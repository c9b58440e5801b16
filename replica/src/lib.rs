//! Replicated log node built on a from-scratch Raft core.
//!
//! The `raft` module owns consensus: elections, replication with
//! fast-rollback recovery, snapshots, and the apply pipeline. The rest of the
//! crate is the service shell around it: configuration, metrics, the gRPC
//! wire, and the upstream state-machine seam.

pub mod config;
pub mod metrics;
pub mod raft;
pub mod raft_client;
pub mod raft_service;
pub mod server;
pub mod state;
pub mod transport;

——

- _TASK_
The answer must consist of all the entries, copied exactly.

- _EXERCISE OUTPUT_
repository c9b58440e5801b16
filename replica/src/lib.rs
//! Replicated log node built on a from-scratch Raft core.
//!
//! The `raft` module owns consensus: elections, replication with
//! fast-rollback recovery, snapshots, and the apply pipeline. The rest of the
//! crate is the service shell around it: configuration, metrics, the gRPC
//! wire, and the upstream state-machine seam.

pub mod config;
pub mod metrics;
pub mod raft;
pub mod raft_client;
pub mod raft_service;
pub mod server;
pub mod state;
pub mod transport;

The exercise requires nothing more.